Bieber ainda aproveitou para, novamente, lançar um documentário, dessa vez em formato episódico, contando sobre o processo de criação do Changes. Apesar de mostrar um perfeccionismo arrogante na produção de suas músicas, o cantor também apresenta seu lado mais vulnerável, após sua trajetória com problemas psicológicos e ser diagnosticado com a doença de Lyme. O que poderia ter resultado numa grandiosa trilha de superação, mas acabou por apenas repetir fórmulas antigas e defasadas de sua carreira.
A websérie de nome Seasons, lançada pelo YouTube, também mostra que, desde seus últimos trabalhos, o cantor passou a ter um domínio maior sobre a sua musicalidade e os caminhos que decide seguir. Em Changes, ele insiste em mostrar um desenvolvimento musical e pessoal, em contrapartida, parece ter entrado na febre mundial de criar músicas para viralizarem no TikTok, com batidas chicletes e simplistas, que nem se comparam às composições bem trabalhadas do seu álbum anterior.
A amostra de maturidade de Bieber com certeza iria resultar em letras com teor sexual, porém muito mal elaboradas, como a fatídica Come Around Me, que aparenta ter sido composta em cinco minutos no banheiro de um avião. Ironicamente, as melhores músicas acabaram por ser as que ele retorna para suas raízes do pop acústico e romântico, como That’s What Love Is e Changes.

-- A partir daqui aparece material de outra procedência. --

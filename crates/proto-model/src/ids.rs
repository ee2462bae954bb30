use std::fmt;
use std::str::FromStr;

use uuid::Uuid;

use crate::ModelError;

/// Identity of one component instance.
///
/// Assigned at creation and never reused; moves keep it, duplication and
/// instantiation hand out new ones.
#[derive(
    Debug, Clone, PartialEq, Eq, PartialOrd, Ord, Hash, serde::Serialize, serde::Deserialize,
)]
#[serde(transparent)]
pub struct ComponentId(String);

impl ComponentId {
    pub fn new(value: impl Into<String>) -> Result<Self, ModelError> {
        let value = value.into();
        let trimmed = value.trim();
        if trimmed.is_empty() {
            return Err(ModelError::InvalidComponentId(value));
        }
        Ok(Self(trimmed.to_string()))
    }

    pub fn as_str(&self) -> &str {
        &self.0
    }
}

impl FromStr for ComponentId {
    type Err = ModelError;

    fn from_str(s: &str) -> Result<Self, Self::Err> {
        Self::new(s)
    }
}

impl fmt::Display for ComponentId {
    fn fmt(&self, f: &mut fmt::Formatter<'_>) -> fmt::Result {
        f.write_str(&self.0)
    }
}

/// Identity of one saved composition in the library.
#[derive(
    Debug, Clone, PartialEq, Eq, PartialOrd, Ord, Hash, serde::Serialize, serde::Deserialize,
)]
#[serde(transparent)]
pub struct CompositionId(String);

impl CompositionId {
    pub fn new(value: impl Into<String>) -> Result<Self, ModelError> {
        let value = value.into();
        let trimmed = value.trim();
        if trimmed.is_empty() {
            return Err(ModelError::InvalidCompositionId(value));
        }
        Ok(Self(trimmed.to_string()))
    }

    /// Generate a fresh random composition id (`saved-<uuid>`).
    pub fn generate() -> Self {
        Self(format!("saved-{}", Uuid::new_v4().simple()))
    }

    pub fn as_str(&self) -> &str {
        &self.0
    }
}

impl FromStr for CompositionId {
    type Err = ModelError;

    fn from_str(s: &str) -> Result<Self, Self::Err> {
        Self::new(s)
    }
}

impl fmt::Display for CompositionId {
    fn fmt(&self, f: &mut fmt::Formatter<'_>) -> fmt::Result {
        f.write_str(&self.0)
    }
}

/// Source of fresh component ids.
///
/// Sources are not required to know which ids are already taken; the
/// editing engine draws again when a candidate collides with the forest.
pub trait IdSource {
    fn next_component_id(&mut self) -> ComponentId;
}

/// Random ids of the form `<prefix>-<uuid>`.
#[derive(Debug, Clone)]
pub struct RandomIds {
    prefix: String,
}

impl Default for RandomIds {
    fn default() -> Self {
        Self::new()
    }
}

impl RandomIds {
    pub fn new() -> Self {
        Self::with_prefix("comp")
    }

    pub fn with_prefix(prefix: impl Into<String>) -> Self {
        Self {
            prefix: prefix.into(),
        }
    }
}

impl IdSource for RandomIds {
    fn next_component_id(&mut self) -> ComponentId {
        ComponentId(format!("{}-{}", self.prefix, Uuid::new_v4().simple()))
    }
}

/// Deterministic ids of the form `<prefix><n>`, counting up from a start value.
#[derive(Debug, Clone)]
pub struct SequentialIds {
    prefix: String,
    next: u64,
}

impl SequentialIds {
    pub fn new(prefix: impl Into<String>) -> Self {
        Self::starting_at(prefix, 1)
    }

    pub fn starting_at(prefix: impl Into<String>, next: u64) -> Self {
        Self {
            prefix: prefix.into(),
            next,
        }
    }
}

impl IdSource for SequentialIds {
    fn next_component_id(&mut self) -> ComponentId {
        let id = ComponentId(format!("{}{}", self.prefix, self.next));
        self.next += 1;
        id
    }
}

impl<T: IdSource + ?Sized> IdSource for &mut T {
    fn next_component_id(&mut self) -> ComponentId {
        (**self).next_component_id()
    }
}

Mais uma vez, Justin conta com colegas de longa data na produção, Josh Gudwin e Poo Bear, mas nem a maestria e cuidado de ambos foi capaz de impedir o estrago final do trabalho. E, falando em parcerias, os feats do álbum, que contam com nomes como Kehlani e Travis Scott, são o grande suspiro de alívio em meio às repetitivas faixas, já que ouvir vozes além da de Bieber deve ser o único diferencial que Changes foi capaz de entregar.
A pandemia de covid-19 acabou por barrar a difusão do álbum pelo mundo, por ter resultado no cancelamento de sua turnê agendada. Por outro lado, o cantor não insistiu muito em fortalecer a divulgação do projeto com performances e videoclipes. Tanto é que não demorou para iniciar uma nova jornada, com o lançamento dos singles Holy, Anyone e Hold On, que irão compor o álbum Justice, e, felizmente, mostram um retorno para onde ele nunca deveria ter saído: o pop.
Essa péssima volta musical ainda conseguiu resultar em algo bom para Bieber, e rendeu 3 indicações para o Grammy 2021, roubando o lugar de quem realmente merecia, nas categorias Melhor Performance de Pop Solo, Performance de Pop em Grupo/Duo e Melhor Álbum de Pop Vocal. No entanto, o fato da premiação não ter reconhecido o Changes em categorias R&B foi motivo de frustração para o cantor, mas a melhor indireta que a premiação poderia ter dado em anos.
Ao mesmo tempo que Changes é uma punição para os ouvidos, ele traz um ensinamento. Se reinventar no meio musical é essencial para se manter e se desenvolver como artista, mas realizar mudanças muito bruscas também pode ser um golpe fatal. E parece que Justin já entendeu o recado.